Here we see what is both speed and metal together with humans, cast aloft in celebration of speed and metal together with humans. Of difficulty. In difficulty, we have the speed. Transformational speed, in that it transforms a car into a car soaring through the air, that air being the air that exists above the ground, that ground being the ground upon which is run this year’s Rally Finland.
The ground, itself, is both there and not there. In its thereness does one find acceleration. In its not thereness there is, instead, air. This is air that the cars, having accelerated, fly through. It is, yes, that these cars are jumping. It is also, yes, that the ground drops out beneath them. What is clear is that when they are in this bi-natured state of hovering and leaping, of jumping and falling, it is cool and we like it.
Observe at the start of this video by the wonderful Tor Andre Børresen, as rally human Sebastien Ogier launches his rally car, a Citroën C3. It is about ten or so seconds into the video, the first thing after the intro. The car goes high up into the air, as well as far down the road, again, in the air. When the car lands, it has spent so much time traveling both high and far into the air that the suspension bottoms out in such a way as to send the diffuser of the car flying. It flies on its own path. It flies its own flight. One flight begets another flight. Diffuser flight, son of Citroën flight.

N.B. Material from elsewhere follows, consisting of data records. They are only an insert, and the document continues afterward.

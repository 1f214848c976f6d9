//! Toy AIR for the factorial sequence: register 0 counts up, register 1 accumulates the product.
//! The logical computation only runs for `n+1` rows; remaining rows up to the trace subgroup size
//! continue the same transition rule so that quotient division stays exact across all of `H`.

use std::collections::HashMap;

use stark_field::{Field, MultivariatePoly};
use stark_util::next_power_of_two;

use crate::air::Air;

pub struct FactorialAir<F: Field> {
    n: usize,
    trace_height: usize,
    _marker: std::marker::PhantomData<F>,
}

impl<F: Field> FactorialAir<F> {
    pub fn new(n: usize) -> Self {
        let trace_height = next_power_of_two(n + 1);
        Self { n, trace_height, _marker: std::marker::PhantomData }
    }
}

impl<F: Field> Air<F> for FactorialAir<F> {
    fn aet(&self) -> Vec<Vec<F>> {
        let mut rows = Vec::with_capacity(self.trace_height);
        rows.push(vec![F::ZERO, F::ONE]);
        for i in 1..self.trace_height {
            let prev = &rows[i - 1];
            let counter = prev[0] + F::ONE;
            let product = prev[1] * counter;
            rows.push(vec![counter, product]);
        }
        rows
    }

    fn boundary_constraints(&self) -> Vec<(usize, usize, F)> {
        let result = self.aet()[self.n][1];
        vec![
            (0, 0, F::ZERO),
            (0, 1, F::ONE),
            (1, 0, F::ONE),
            (1, 1, F::ONE),
            (self.n, 0, F::from_canonical_u64(self.n as u64)),
            (self.n, 1, result),
        ]
    }

    fn transition_constraints(&self) -> Vec<MultivariatePoly<F>> {
        // y1 - x1 - 1
        let a = MultivariatePoly::new(
            4,
            HashMap::from([(vec![0, 0, 1, 0], F::ONE), (vec![1, 0, 0, 0], -F::ONE), (vec![0, 0, 0, 0], -F::ONE)]),
        );
        // y2 - y1*x2
        let b = MultivariatePoly::new(
            4,
            HashMap::from([(vec![0, 0, 0, 1], F::ONE), (vec![0, 1, 1, 0], -F::ONE)]),
        );
        vec![a, b]
    }

    fn n_registers(&self) -> usize {
        2
    }
}

#[cfg(test)]
mod tests {
    use super::*;
    use crate::boundary::BoundaryConstraint;
    use crate::parameters::StarkParameters;
    use stark_field::GoldilocksField as F;
    use stark_fri::{FriParameters, Sponge};

    #[test]
    fn honest_factorial_proof_verifies() {
        let air = FactorialAir::<F>::new(5);
        let fri = FriParameters::<F>::new(2, 2, 8, 1, 5).unwrap();
        let params = StarkParameters::new(fri, air.trace_height);

        let mut prover_sponge = Sponge::new();
        let proof = crate::prover::prove(&air, &params, &mut prover_sponge).unwrap();

        let boundary: Vec<BoundaryConstraint<F>> = air
            .boundary_constraints()
            .into_iter()
            .map(|(row, register, value)| BoundaryConstraint { row, register, value })
            .collect();
        let transitions = air.transition_constraints();

        let mut verifier_sponge = Sponge::new();
        assert!(crate::verifier::verify(&proof, &boundary, &transitions, 2, &params, &mut verifier_sponge).is_ok());
        assert_eq!(air.aet()[5][1], F::from_canonical_u64(120));
    }
}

The diffuser itself: an aerodynamic device meant to keep the car on the ground. An aerodynamic device that is a product of the current generation of WRC cars that are wider, are more powerful, are more in need of aerodynamic appendages to aid them in staying grounded. It is a symbol of the human condition of Speed Adoration and Anti-Sense to make a car that needs a diffuser to keep it sucked down to the ground and then to send that car flying through the air in such a way that when it lands it casts off its diffuser like it is laughing about it.
Ogier will be retiring from the WRC after next season. Ott Tänak (with the good hair) won both the event of Rally Finland overall and claimed the fastest time on the final power stage, upon which we see this wild jump by Ogier.